All right, very very bullish. Okay, I think we have time for one more. By the way, this is all stream of consciousness.
There was no prep. Michael didn't get these questions ahead of time. People are texting them in.
So uh thank you for participating. So Michael, uh we started this initiative last year. Accelerating corporate Bitcoin adoption is is the mission.
Uh this person asked a great question question. Prescott, is there a point where one entity holding too much Bitcoin creates negative effects on the network or reduces its utility? No, I think the network is the protocol is protected by the des the distribution of the mining, the distribution of the the protocol itself, the distribution of the nodes, the distribution of the holders, the distribution of the exchanges and the distribution of the derivatives and the distribution of the regulatory bodies on top of it.
That's a global phenomena. um one company you know what if Black Rockck holds 3% or 2% of the Bitcoin or if if strategy holds two or three or four or 5% of the Bitcoin it doesn't matter because the price of Bitcoin went from 10,000 to 100,000 while we were pursuing that 2% and that meant that while we pursued that by the way technically if you go to sailor tracker you will find that that all of the work that we've done to get to two and a half percent resulted in like a $23 billion gain for us. 23 billion, but it resulted in a $2.
2 trillion gain for everybody else. Okay. So, like it's not like I got the money, right?

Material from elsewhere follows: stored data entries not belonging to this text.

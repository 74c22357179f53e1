//! Classification of a sample and its statistics into report labels.
//!
//! Only fixed thresholds and fixed text live here. Laying the report out for
//! display is up to the caller.

use std::fmt;

use serde::{Deserialize, Serialize};

use crate::stats::{Correlation, Statistics};

/// Samples below this size are small and carry a warning.
pub const SMALL_SAMPLE_LIMIT: usize = 50;

/// Samples below this size (and not small) are medium.
pub const LARGE_SAMPLE_LIMIT: usize = 100;

/// Correlation above which the linear-model insight is shown.
pub const INSIGHT_THRESHOLD: f64 = 0.8;

#[derive(Clone, Copy, Debug, PartialEq, Eq, Serialize, Deserialize)]
pub enum SampleSize {
    Small,
    Medium,
    Large,
}

impl SampleSize {
    pub fn classify(sample_count: usize) -> Self {
        if sample_count < SMALL_SAMPLE_LIMIT {
            SampleSize::Small
        } else if sample_count < LARGE_SAMPLE_LIMIT {
            SampleSize::Medium
        } else {
            SampleSize::Large
        }
    }

    pub fn label(self) -> &'static str {
        match self {
            SampleSize::Small => "small",
            SampleSize::Medium => "medium",
            SampleSize::Large => "large",
        }
    }

    pub fn title(self) -> &'static str {
        match self {
            SampleSize::Small => "Small Sample Analysis",
            SampleSize::Medium => "Medium Sample Analysis",
            SampleSize::Large => "Large Sample Analysis",
        }
    }

    pub fn advice(self) -> &'static str {
        match self {
            SampleSize::Small => {
                "Sample size is relatively small. Consider increasing to at least 50 points \
                 for more reliable statistical inference."
            }
            SampleSize::Medium => "Sample size is adequate for basic statistical analysis.",
            SampleSize::Large => {
                "Sample size is robust and suitable for reliable statistical inference."
            }
        }
    }
}

impl fmt::Display for SampleSize {
    fn fmt(&self, f: &mut fmt::Formatter<'_>) -> fmt::Result {
        f.write_str(self.label())
    }
}

#[derive(Clone, Copy, Debug, PartialEq, Eq, Serialize, Deserialize)]
pub enum CorrelationStrength {
    VeryStrong,
    Strong,
    Moderate,
    Weak,
    /// The correlation itself is undefined.
    Indeterminate,
}

impl CorrelationStrength {
    /// Classify by absolute value, so strongly negative data is strong too.
    pub fn classify(correlation: Correlation) -> Self {
        let Some(r) = correlation.value() else {
            return CorrelationStrength::Indeterminate;
        };
        let r = r.abs();
        if r > 0.9 {
            CorrelationStrength::VeryStrong
        } else if r > 0.7 {
            CorrelationStrength::Strong
        } else if r > 0.5 {
            CorrelationStrength::Moderate
        } else {
            CorrelationStrength::Weak
        }
    }

    pub fn label(self) -> &'static str {
        match self {
            CorrelationStrength::VeryStrong => "very strong",
            CorrelationStrength::Strong => "strong",
            CorrelationStrength::Moderate => "moderate",
            CorrelationStrength::Weak => "weak",
            CorrelationStrength::Indeterminate => "indeterminate",
        }
    }
}

impl fmt::Display for CorrelationStrength {
    fn fmt(&self, f: &mut fmt::Formatter<'_>) -> fmt::Result {
        f.write_str(self.label())
    }
}

#[derive(Clone, Debug, PartialEq, Serialize, Deserialize)]
pub struct Report {
    pub sample_count: usize,
    pub size: SampleSize,
    pub strength: CorrelationStrength,
    pub low_sample_warning: bool,
    pub high_correlation_insight: bool,

    // Inputs the labels were derived from.
    pub correlation: Correlation,
    pub mean_y: f64,
    pub min_y: f64,
    pub max_y: f64,
}

pub fn compose(sample_count: usize, stats: &Statistics) -> Report {
    Report {
        sample_count,
        size: SampleSize::classify(sample_count),
        strength: CorrelationStrength::classify(stats.correlation),
        low_sample_warning: sample_count < SMALL_SAMPLE_LIMIT,
        high_correlation_insight: stats
            .correlation
            .value()
            .is_some_and(|r| r > INSIGHT_THRESHOLD),
        correlation: stats.correlation,
        mean_y: stats.mean_y,
        min_y: stats.min_y,
        max_y: stats.max_y,
    }
}

#[cfg(test)]
mod tests {
    use super::*;

    fn stats_with(correlation: Correlation) -> Statistics {
        Statistics {
            count: 3,
            mean_x: 1.0,
            mean_y: 5.0,
            correlation,
            min_y: 3.0,
            max_y: 7.0,
            fit: None,
        }
    }

    #[test]
    fn sample_size_thresholds() {
        let stats = stats_with(Correlation::Defined(0.95));

        let small = compose(49, &stats);
        assert_eq!(small.size, SampleSize::Small);
        assert!(small.low_sample_warning);

        let medium = compose(50, &stats);
        assert_eq!(medium.size, SampleSize::Medium);
        assert!(!medium.low_sample_warning);

        assert_eq!(compose(99, &stats).size, SampleSize::Medium);
        assert_eq!(compose(100, &stats).size, SampleSize::Large);
        assert_eq!(compose(150, &stats).size, SampleSize::Large);
    }

    #[test]
    fn strength_thresholds_use_absolute_value() {
        let cases = [
            (0.95, CorrelationStrength::VeryStrong),
            (0.9, CorrelationStrength::Strong),
            (0.75, CorrelationStrength::Strong),
            (0.6, CorrelationStrength::Moderate),
            (0.5, CorrelationStrength::Weak),
            (0.1, CorrelationStrength::Weak),
            (-0.95, CorrelationStrength::VeryStrong),
            (-0.6, CorrelationStrength::Moderate),
        ];
        for (r, expected) in cases {
            assert_eq!(
                CorrelationStrength::classify(Correlation::Defined(r)),
                expected,
                "r = {r}"
            );
        }
    }

    #[test]
    fn undefined_correlation_is_indeterminate_not_weak() {
        let report = compose(80, &stats_with(Correlation::Undefined));
        assert_eq!(report.strength, CorrelationStrength::Indeterminate);
        assert!(!report.high_correlation_insight);
    }

    #[test]
    fn insight_needs_positive_correlation_above_threshold() {
        assert!(compose(60, &stats_with(Correlation::Defined(0.81))).high_correlation_insight);
        assert!(!compose(60, &stats_with(Correlation::Defined(0.8))).high_correlation_insight);
        assert!(!compose(60, &stats_with(Correlation::Defined(-0.95))).high_correlation_insight);
    }

    #[test]
    fn report_keeps_source_numbers() {
        let report = compose(10, &stats_with(Correlation::Defined(0.5)));
        assert_eq!(report.sample_count, 10);
        assert_eq!(report.correlation, Correlation::Defined(0.5));
        assert_eq!(report.mean_y, 5.0);
        assert_eq!(report.min_y, 3.0);
        assert_eq!(report.max_y, 7.0);
        assert_eq!(report.size.to_string(), "small");
        assert_eq!(report.strength.to_string(), "weak");
    }
}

What is the ratio of $2 trillion? someone else has $2 trillion and we we made 20 billion and we have this small little piece. So it's like when when Wall Street is 5% of Bitcoin, that means 95% of the two and a half trillion is not Wall Street.
When Wall Street is 10% of Bitcoin, Bitcoin will be at a million a coin. And that means there'll be nearly$20 trillion dollars of not Wall Street money that will be sitting everywhere else in the rest of the world in the rest of whatever, right? The energy, it's impossible for anybody to take over Bitcoin in a hostile way because the more aggressive you buy Bitcoin, the more you empower everybody else that disagrees with you.

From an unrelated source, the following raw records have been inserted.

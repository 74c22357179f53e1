//! Line-based runner for the notebook.

use std::io::{BufRead, Write};

use cellflow::Notebook;
use tokio::sync::mpsc;

use crate::errors::Result;
use crate::render;

/// Rows shown by the `data` command.
const PREVIEW_ROWS: usize = 10;

#[derive(Debug, PartialEq, Eq)]
pub enum Command {
    Increase,
    Decrease,
    Set(i64),
    Stats,
    Report,
    Graph,
    Data,
    Resample,
    Reset,
    Help,
    Quit,
    Empty,
}

pub fn parse_command(input: &str) -> std::result::Result<Command, String> {
    let mut words = input.split_whitespace();
    let Some(head) = words.next() else {
        return Ok(Command::Empty);
    };

    let command = match head {
        "+" | "inc" => Command::Increase,
        "-" | "dec" => Command::Decrease,
        "set" => {
            let value = words.next().ok_or("usage: set N")?;
            Command::Set(parse_size(value)?)
        }
        "s" | "stats" => Command::Stats,
        "r" | "report" => Command::Report,
        "g" | "graph" => Command::Graph,
        "d" | "data" => Command::Data,
        "n" | "resample" => Command::Resample,
        "x" | "reset" => Command::Reset,
        "?" | "h" | "help" => Command::Help,
        "q" | "quit" => Command::Quit,
        other => match other.parse::<i64>() {
            Ok(n) => Command::Set(n),
            Err(_) => return Err(format!("Unknown command: {} (type ? for help)", other)),
        },
    };

    if words.next().is_some() {
        return Err(format!("Too many arguments for '{}'", head));
    }
    Ok(command)
}

fn parse_size(value: &str) -> std::result::Result<i64, String> {
    value
        .parse()
        .map_err(|_| format!("Not a sample size: {}", value))
}

pub async fn run_repl(notebook: &mut Notebook) -> Result<()> {
    print_header(notebook);

    let (input_tx, mut input_rx) = mpsc::channel::<String>(32);
    std::thread::spawn(move || {
        let stdin = std::io::stdin();
        let reader = stdin.lock();
        for line in reader.lines() {
            match line {
                Ok(line) => {
                    if input_tx.blocking_send(line).is_err() {
                        break;
                    }
                }
                Err(_) => break,
            }
        }
    });

    prompt()?;

    loop {
        tokio::select! {
            biased;

            _ = tokio::signal::ctrl_c() => {
                println!();
                break;
            }

            input = input_rx.recv() => {
                let Some(line) = input else {
                    break;
                };
                match parse_command(&line) {
                    Ok(Command::Quit) => break,
                    Ok(command) => execute(notebook, command),
                    Err(message) => println!("{}", message),
                }
                println!();
                prompt()?;
            }
        }
    }

    Ok(())
}

fn prompt() -> Result<()> {
    print!("> ");
    std::io::stdout().flush()?;
    Ok(())
}

fn execute(notebook: &mut Notebook, command: Command) {
    let config = notebook.config().clone();
    let current = notebook.sample_size().unwrap_or(config.default_sample_size);

    match command {
        Command::Increase => set_snapped(notebook, config.increase(current)),
        Command::Decrease => set_snapped(notebook, config.decrease(current)),
        Command::Set(n) => {
            let target = config.snap(n);
            if target != n {
                println!("Snapped {} to {}", n, target);
            }
            set_snapped(notebook, target);
        }
        Command::Resample => {
            let result = notebook.resample();
            print_outcome(notebook, result);
        }
        Command::Reset => {
            let result = notebook.reset();
            print_outcome(notebook, result);
        }
        Command::Stats => match notebook.statistics() {
            Ok(stats) => render::statistics_lines(&stats)
                .iter()
                .for_each(|line| println!("  {}", line)),
            Err(e) => println!("Error: {}", e),
        },
        Command::Report => match notebook.report() {
            Ok(report) => println!("{}", render::report_text(&report)),
            Err(e) => println!("Error: {}", e),
        },
        Command::Graph => {
            for line in render::graph_lines(notebook.graph()) {
                println!("  {}", line);
            }
        }
        Command::Data => print_preview(notebook),
        Command::Help => print_help(),
        Command::Quit | Command::Empty => {}
    }
}

fn set_snapped(notebook: &mut Notebook, value: i64) {
    let result = notebook.set_input(value);
    print_outcome(notebook, result);
}

fn print_outcome(notebook: &Notebook, result: cellflow::Result<cellflow::PassReport>) {
    match result {
        Ok(pass) => {
            println!("{}", render::pass_line(&pass, notebook.config().show_timings));
            print_summary(notebook);
        }
        Err(e) => {
            println!("Error: {}", e);
            println!("Keeping the previous values.");
        }
    }
}

fn print_summary(notebook: &Notebook) {
    if let Ok(report) = notebook.report() {
        println!(
            "n = {}  r = {}  ({}, {} sample)",
            report.sample_count, report.correlation, report.strength, report.size
        );
    }
}

fn print_preview(notebook: &Notebook) {
    let Ok(data) = notebook.dataset() else {
        println!("No dataset");
        return;
    };
    println!("  {:>8}  {:>8}", "x", "y");
    for point in data.iter().take(PREVIEW_ROWS) {
        println!("  {:>8.2}  {:>8.2}", point.x, point.y);
    }
    if data.len() > PREVIEW_ROWS {
        println!("  ... {} more", data.len() - PREVIEW_ROWS);
    }
}

fn print_header(notebook: &Notebook) {
    let cells: Vec<&str> = notebook.graph().cell_names().collect();
    println!("Cellflow - {} cells: {}\n", cells.len(), cells.join(" -> "));
    print_summary(notebook);
    println!(
        "\n  [+/-] Step  [set N] Size  [s] Stats  [r] Report  [g] Graph  [q] Quit  [?] Help\n"
    );
}

fn print_help() {
    println!("Commands:");
    println!("  +, -      Step the sample size up or down");
    println!("  set N     Set the sample size (snapped to the slider range)");
    println!("  s         Show statistics");
    println!("  r         Show the report");
    println!("  g         Show the dependency graph");
    println!("  d         Preview the dataset");
    println!("  n         Resample with fresh noise");
    println!("  x         Reset to the default sample size");
    println!("  q         Quit");
}

#[cfg(test)]
mod tests {
    use super::*;

    #[test]
    fn parses_commands() {
        assert_eq!(parse_command("+"), Ok(Command::Increase));
        assert_eq!(parse_command("  -  "), Ok(Command::Decrease));
        assert_eq!(parse_command("set 120"), Ok(Command::Set(120)));
        assert_eq!(parse_command("70"), Ok(Command::Set(70)));
        assert_eq!(parse_command("stats"), Ok(Command::Stats));
        assert_eq!(parse_command("g"), Ok(Command::Graph));
        assert_eq!(parse_command(""), Ok(Command::Empty));
        assert_eq!(parse_command("q"), Ok(Command::Quit));
    }

    #[test]
    fn rejects_bad_input() {
        assert!(parse_command("set").is_err());
        assert!(parse_command("set many").is_err());
        assert!(parse_command("set 1 2").is_err());
        assert!(parse_command("bogus").is_err());
    }

    #[test]
    fn execute_steps_within_the_slider() {
        let mut notebook = Notebook::with_source(
            cellflow::Config::default(),
            cellflow::test::ConstantSource(0.5),
        )
        .unwrap();

        execute(&mut notebook, Command::Increase);
        assert_eq!(notebook.sample_size().unwrap(), 60);

        execute(&mut notebook, Command::Set(5));
        assert_eq!(notebook.sample_size().unwrap(), 10);

        execute(&mut notebook, Command::Set(1_000));
        assert_eq!(notebook.sample_size().unwrap(), 200);

        execute(&mut notebook, Command::Reset);
        assert_eq!(notebook.sample_size().unwrap(), 50);
    }
}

You see, like the harder I go, the more powerful everybody who took a different point of view becomes. And and so I refer to it, it's a perfect machine composed of imperfect components. And yeah, everybody, the world's full of people that hold Bitcoin or have Bitcoin in a country you don't like, in a method you don't like, doing things you don't like, but they're empowering you.

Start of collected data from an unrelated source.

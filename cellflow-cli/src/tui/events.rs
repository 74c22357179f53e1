//! Event handling for the TUI.

use std::sync::atomic::{AtomicBool, Ordering};
use std::sync::Arc;
use std::thread::JoinHandle;
use std::time::Duration;

use ratatui::crossterm::event::{self, Event as CrosstermEvent, KeyEvent, KeyEventKind};
use tokio::sync::mpsc;

use super::state::App;
use crate::config::Keybindings;

/// Slider steps moved by one jump.
pub const JUMP_STEPS: i64 = 5;

/// Unified event type for the TUI.
pub enum AppEvent {
    /// Terminal event from crossterm.
    Terminal(CrosstermEvent),

    /// Periodic tick so the screen is redrawn after resizes.
    Tick,
}

/// Event handler that bridges crossterm with tokio.
pub struct EventHandler {
    terminal_rx: mpsc::UnboundedReceiver<CrosstermEvent>,
    tick_rate: Duration,
    stop_flag: Arc<AtomicBool>,
    thread_handle: Option<JoinHandle<()>>,
}

fn spawn_poll_thread(
    stop_flag: Arc<AtomicBool>,
    terminal_tx: mpsc::UnboundedSender<CrosstermEvent>,
) -> JoinHandle<()> {
    std::thread::spawn(move || loop {
        if stop_flag.load(Ordering::Relaxed) {
            break;
        }
        if !event::poll(Duration::from_millis(50)).unwrap_or(false) {
            continue;
        }
        match event::read() {
            Ok(evt) => {
                if terminal_tx.send(evt).is_err() {
                    break;
                }
            }
            Err(_) => continue,
        }
    })
}

impl EventHandler {
    pub fn new(tick_rate: Duration) -> Self {
        let (terminal_tx, terminal_rx) = mpsc::unbounded_channel();
        let stop_flag = Arc::new(AtomicBool::new(false));
        let handle = spawn_poll_thread(stop_flag.clone(), terminal_tx);

        Self {
            terminal_rx,
            tick_rate,
            stop_flag,
            thread_handle: Some(handle),
        }
    }

    /// Stop the event polling thread and wait for it to finish.
    pub fn stop(&mut self) {
        self.stop_flag.store(true, Ordering::Relaxed);
        if let Some(handle) = self.thread_handle.take() {
            let _ = handle.join();
        }
    }

    /// Resume event polling with a new thread.
    pub fn resume(&mut self) {
        self.stop_flag.store(false, Ordering::Relaxed);

        let (terminal_tx, terminal_rx) = mpsc::unbounded_channel();
        self.terminal_rx = terminal_rx;
        self.thread_handle = Some(spawn_poll_thread(self.stop_flag.clone(), terminal_tx));
    }

    pub async fn next(&mut self) -> Option<AppEvent> {
        let tick = tokio::time::sleep(self.tick_rate);

        tokio::select! {
            biased;

            event = self.terminal_rx.recv() => {
                event.map(AppEvent::Terminal)
            }

            _ = tick => {
                Some(AppEvent::Tick)
            }
        }
    }
}

/// Actions the app can take in response to events.
#[derive(Debug, PartialEq, Eq)]
pub enum Action {
    None,
    Quit,
    SetSampleSize(i64),
    Resample,
    Reset,
    ViewReport,
    ToggleTimings,
}

/// Process a key event and return the action.
///
/// Slider moves are snapped here. A move that would not change the value
/// produces no action, so no pass is run for it.
pub fn handle_key(key: KeyEvent, app: &App, kb: &Keybindings) -> Action {
    if key.kind != KeyEventKind::Press {
        return Action::None;
    }

    let (code, modifiers) = (key.code, key.modifiers);
    let config = &app.config;
    let current = app.sample_size();
    let jump = config.step.max(1).saturating_mul(JUMP_STEPS);

    let target = if kb.quit.matches(code, modifiers) {
        return Action::Quit;
    } else if kb.reseed.matches(code, modifiers) {
        return Action::Resample;
    } else if kb.reset.matches(code, modifiers) {
        return Action::Reset;
    } else if kb.view_report.matches(code, modifiers) {
        return Action::ViewReport;
    } else if kb.toggle_timings.matches(code, modifiers) {
        return Action::ToggleTimings;
    } else if kb.increase.matches(code, modifiers) {
        config.increase(current)
    } else if kb.decrease.matches(code, modifiers) {
        config.decrease(current)
    } else if kb.jump_up.matches(code, modifiers) {
        config.snap(current.saturating_add(jump))
    } else if kb.jump_down.matches(code, modifiers) {
        config.snap(current.saturating_sub(jump))
    } else {
        return Action::None;
    };

    if target == current {
        Action::None
    } else {
        Action::SetSampleSize(target)
    }
}
//! Plain-text rendering of notebook values, shared by every front end.

use cellflow::{Correlation, DependencyGraph, PassReport, Report, Statistics};

/// What a report line is, so front ends can style it.
#[derive(Clone, Copy, Debug, PartialEq, Eq)]
pub enum Section {
    Title,
    Summary,
    Note,
    Warning,
    Insight,
    Range,
}

/// Report laid out as titled sections, in display order.
pub fn report_sections(report: &Report) -> Vec<(Section, String)> {
    let mut sections = vec![
        (Section::Title, report.size.title().to_string()),
        (Section::Summary, summary_sentence(report)),
    ];

    let note = format!("Note: {}", report.size.advice());
    if report.low_sample_warning {
        sections.push((Section::Warning, note));
    } else {
        sections.push((Section::Note, note));
    }

    if report.high_correlation_insight {
        sections.push((
            Section::Insight,
            "Insight: The high correlation suggests a strong linear relationship, \
             consistent with the synthetic model y = 2x + 3."
                .to_string(),
        ));
    }

    sections.push((
        Section::Range,
        format!(
            "Range: y runs from {:.2} to {:.2} with a mean of {:.2}.",
            report.min_y, report.max_y, report.mean_y
        ),
    ));
    sections
}

fn summary_sentence(report: &Report) -> String {
    match report.correlation {
        Correlation::Defined(r) => format!(
            "With {} data points, we observe a {} {} correlation of {:.3} between X and Y.",
            report.sample_count,
            report.strength,
            if r < 0.0 { "negative" } else { "positive" },
            r
        ),
        Correlation::Undefined => format!(
            "With {} data points, the correlation between X and Y is undefined.",
            report.sample_count
        ),
    }
}

pub fn report_text(report: &Report) -> String {
    report_sections(report)
        .into_iter()
        .map(|(_, text)| text)
        .collect::<Vec<_>>()
        .join("\n\n")
}

pub fn statistics_lines(stats: &Statistics) -> Vec<String> {
    let fit = match stats.fit {
        Some(fit) => format!("y = {:.2}x + {:.2}", fit.slope, fit.intercept),
        None => "n/a".to_string(),
    };
    vec![
        format!("Points:      {}", stats.count),
        format!("Mean x:      {:.2}", stats.mean_x),
        format!("Mean y:      {:.2}", stats.mean_y),
        format!("Correlation: {}", stats.correlation),
        format!("Min y:       {:.2}", stats.min_y),
        format!("Max y:       {:.2}", stats.max_y),
        format!("Fit:         {fit}"),
    ]
}

/// One line per cell: dependencies, last pass and recompute count.
pub fn graph_lines(graph: &DependencyGraph) -> Vec<String> {
    let width = graph.cell_names().map(str::len).max().unwrap_or(0);
    graph
        .statuses()
        .into_iter()
        .map(|status| {
            let inputs = if status.is_source {
                "[input]".to_string()
            } else {
                format!("<- {}", status.dependencies.join(", "))
            };
            let pass = status
                .last_pass
                .map_or_else(|| "-".to_string(), |p| p.to_string());
            format!(
                "{:width$}  {:<28} pass {:<4} runs {}",
                status.name,
                inputs,
                pass,
                status.recompute_count,
            )
        })
        .collect()
}

/// Format: `pass 3: sample_size -> dataset -> statistics -> report (0.21ms)`
pub fn pass_line(pass: &PassReport, show_timings: bool) -> String {
    let mut line = format!("pass {}: {}", pass.pass, pass.recomputed.join(" -> "));
    if show_timings {
        line.push_str(&format!(" ({:.2}ms)", pass.duration.as_secs_f64() * 1000.0));
    }
    line
}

And the harder they go, the more they empower you. And so what happens is like what would happen if Berkshire Hathway decided they're going to buy a hundred billion dollars of Bitcoin tomorrow to all the rest of us, right? It's not hurting you.
It's helping you. What happens if they do the opposite? Right?
And so I think Bitcoin is a classic anti-fragile network and it's getting more stable. It's getting more uh conservative. It's getting more indestructible, more anti-fragile the more that it is embraced by any entity, whether you agree with their values or not.
They're all just strengthening the network against whoever is the next attacker. Amazing. All right.
Well, we are running out of time here, so we're going to wrap it up. Michael, thank you so much for being here with us. Thank you for your leadership.
Give Michael warm up. Thank you for your support.